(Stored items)
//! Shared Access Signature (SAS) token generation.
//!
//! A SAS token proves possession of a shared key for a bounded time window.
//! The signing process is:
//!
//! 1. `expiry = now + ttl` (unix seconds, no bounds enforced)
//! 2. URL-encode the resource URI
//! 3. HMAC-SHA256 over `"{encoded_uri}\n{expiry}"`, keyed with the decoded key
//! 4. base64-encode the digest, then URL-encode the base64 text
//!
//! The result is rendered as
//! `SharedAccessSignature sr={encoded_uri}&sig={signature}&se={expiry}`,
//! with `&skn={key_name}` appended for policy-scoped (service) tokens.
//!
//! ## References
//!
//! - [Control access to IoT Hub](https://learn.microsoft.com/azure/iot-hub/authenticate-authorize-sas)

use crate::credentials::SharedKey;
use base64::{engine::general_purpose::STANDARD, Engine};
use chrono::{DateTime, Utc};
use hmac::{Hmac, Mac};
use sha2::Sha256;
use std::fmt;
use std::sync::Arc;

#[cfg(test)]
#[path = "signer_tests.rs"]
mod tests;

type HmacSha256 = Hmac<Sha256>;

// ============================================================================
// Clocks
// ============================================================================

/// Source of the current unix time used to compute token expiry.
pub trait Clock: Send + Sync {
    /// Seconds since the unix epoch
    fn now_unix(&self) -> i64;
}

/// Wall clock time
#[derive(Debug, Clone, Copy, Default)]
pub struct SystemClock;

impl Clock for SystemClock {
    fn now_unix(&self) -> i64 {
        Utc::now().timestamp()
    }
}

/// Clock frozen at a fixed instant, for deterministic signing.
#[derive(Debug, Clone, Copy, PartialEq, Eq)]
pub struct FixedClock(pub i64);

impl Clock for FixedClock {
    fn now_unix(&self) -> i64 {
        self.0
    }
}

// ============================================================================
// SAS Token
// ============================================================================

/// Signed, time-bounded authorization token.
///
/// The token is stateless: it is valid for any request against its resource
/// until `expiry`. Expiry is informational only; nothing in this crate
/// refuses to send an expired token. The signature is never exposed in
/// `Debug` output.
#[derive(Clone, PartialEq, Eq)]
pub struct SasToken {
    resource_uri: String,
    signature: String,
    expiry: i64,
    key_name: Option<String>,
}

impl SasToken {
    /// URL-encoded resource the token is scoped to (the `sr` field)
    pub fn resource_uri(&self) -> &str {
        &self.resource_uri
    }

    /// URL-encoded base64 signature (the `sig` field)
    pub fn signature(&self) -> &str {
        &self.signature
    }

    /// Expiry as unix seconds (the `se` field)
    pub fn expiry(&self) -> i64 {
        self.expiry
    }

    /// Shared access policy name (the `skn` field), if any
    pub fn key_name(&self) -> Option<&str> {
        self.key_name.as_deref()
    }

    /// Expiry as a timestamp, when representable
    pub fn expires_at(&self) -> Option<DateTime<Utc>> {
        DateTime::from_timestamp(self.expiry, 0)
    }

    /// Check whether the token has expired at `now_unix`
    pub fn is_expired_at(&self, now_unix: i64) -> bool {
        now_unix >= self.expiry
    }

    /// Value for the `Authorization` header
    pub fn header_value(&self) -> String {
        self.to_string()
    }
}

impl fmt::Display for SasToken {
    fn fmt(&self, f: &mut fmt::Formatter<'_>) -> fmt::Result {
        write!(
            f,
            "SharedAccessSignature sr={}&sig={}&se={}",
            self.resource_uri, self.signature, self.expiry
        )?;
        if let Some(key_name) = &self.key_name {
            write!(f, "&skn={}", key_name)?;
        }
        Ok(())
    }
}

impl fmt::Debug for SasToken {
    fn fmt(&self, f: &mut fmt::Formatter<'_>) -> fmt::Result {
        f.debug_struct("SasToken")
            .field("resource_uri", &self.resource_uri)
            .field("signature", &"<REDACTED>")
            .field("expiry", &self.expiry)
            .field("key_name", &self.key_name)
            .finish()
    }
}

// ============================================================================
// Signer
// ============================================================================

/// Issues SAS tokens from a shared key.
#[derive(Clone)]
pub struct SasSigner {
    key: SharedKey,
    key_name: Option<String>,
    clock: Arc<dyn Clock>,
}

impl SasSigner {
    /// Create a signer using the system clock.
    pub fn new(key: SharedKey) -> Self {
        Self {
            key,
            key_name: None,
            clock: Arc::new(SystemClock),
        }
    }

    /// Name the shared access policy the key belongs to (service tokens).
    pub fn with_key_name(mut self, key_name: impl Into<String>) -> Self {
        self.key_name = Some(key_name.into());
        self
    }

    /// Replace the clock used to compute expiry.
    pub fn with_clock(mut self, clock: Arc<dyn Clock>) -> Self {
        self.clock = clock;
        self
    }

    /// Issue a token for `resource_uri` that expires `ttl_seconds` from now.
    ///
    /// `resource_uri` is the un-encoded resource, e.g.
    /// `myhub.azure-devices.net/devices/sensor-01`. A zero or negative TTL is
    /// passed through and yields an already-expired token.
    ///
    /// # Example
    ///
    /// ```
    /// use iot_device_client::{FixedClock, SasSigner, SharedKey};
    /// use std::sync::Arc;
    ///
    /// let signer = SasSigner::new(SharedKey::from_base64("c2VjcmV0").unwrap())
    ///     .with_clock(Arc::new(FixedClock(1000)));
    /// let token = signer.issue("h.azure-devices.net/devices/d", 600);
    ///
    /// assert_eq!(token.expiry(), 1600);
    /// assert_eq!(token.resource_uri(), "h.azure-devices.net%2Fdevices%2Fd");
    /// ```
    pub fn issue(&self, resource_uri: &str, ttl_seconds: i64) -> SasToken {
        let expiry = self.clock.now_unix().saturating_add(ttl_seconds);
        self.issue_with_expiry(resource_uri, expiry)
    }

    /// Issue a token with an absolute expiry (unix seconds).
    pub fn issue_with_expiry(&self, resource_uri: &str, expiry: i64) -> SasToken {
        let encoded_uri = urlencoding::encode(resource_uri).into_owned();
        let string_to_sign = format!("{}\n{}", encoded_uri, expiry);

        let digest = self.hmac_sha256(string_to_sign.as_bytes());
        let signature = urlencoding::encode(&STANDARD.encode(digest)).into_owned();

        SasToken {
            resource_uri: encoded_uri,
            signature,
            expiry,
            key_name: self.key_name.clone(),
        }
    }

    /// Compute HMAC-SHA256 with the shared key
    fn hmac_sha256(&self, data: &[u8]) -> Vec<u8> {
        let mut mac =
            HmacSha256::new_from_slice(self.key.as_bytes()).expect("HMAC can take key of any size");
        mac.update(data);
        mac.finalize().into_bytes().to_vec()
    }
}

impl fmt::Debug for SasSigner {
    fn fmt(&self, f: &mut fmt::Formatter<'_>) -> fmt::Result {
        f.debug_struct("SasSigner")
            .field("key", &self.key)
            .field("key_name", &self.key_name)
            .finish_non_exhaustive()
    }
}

Problem to work on:
Could you copy every line from the records that mentions the word "service"?

Solution for this exercise:
//! with `&skn={key_name}` appended for policy-scoped (service) tokens.
    /// Name the shared access policy the key belongs to (service tokens).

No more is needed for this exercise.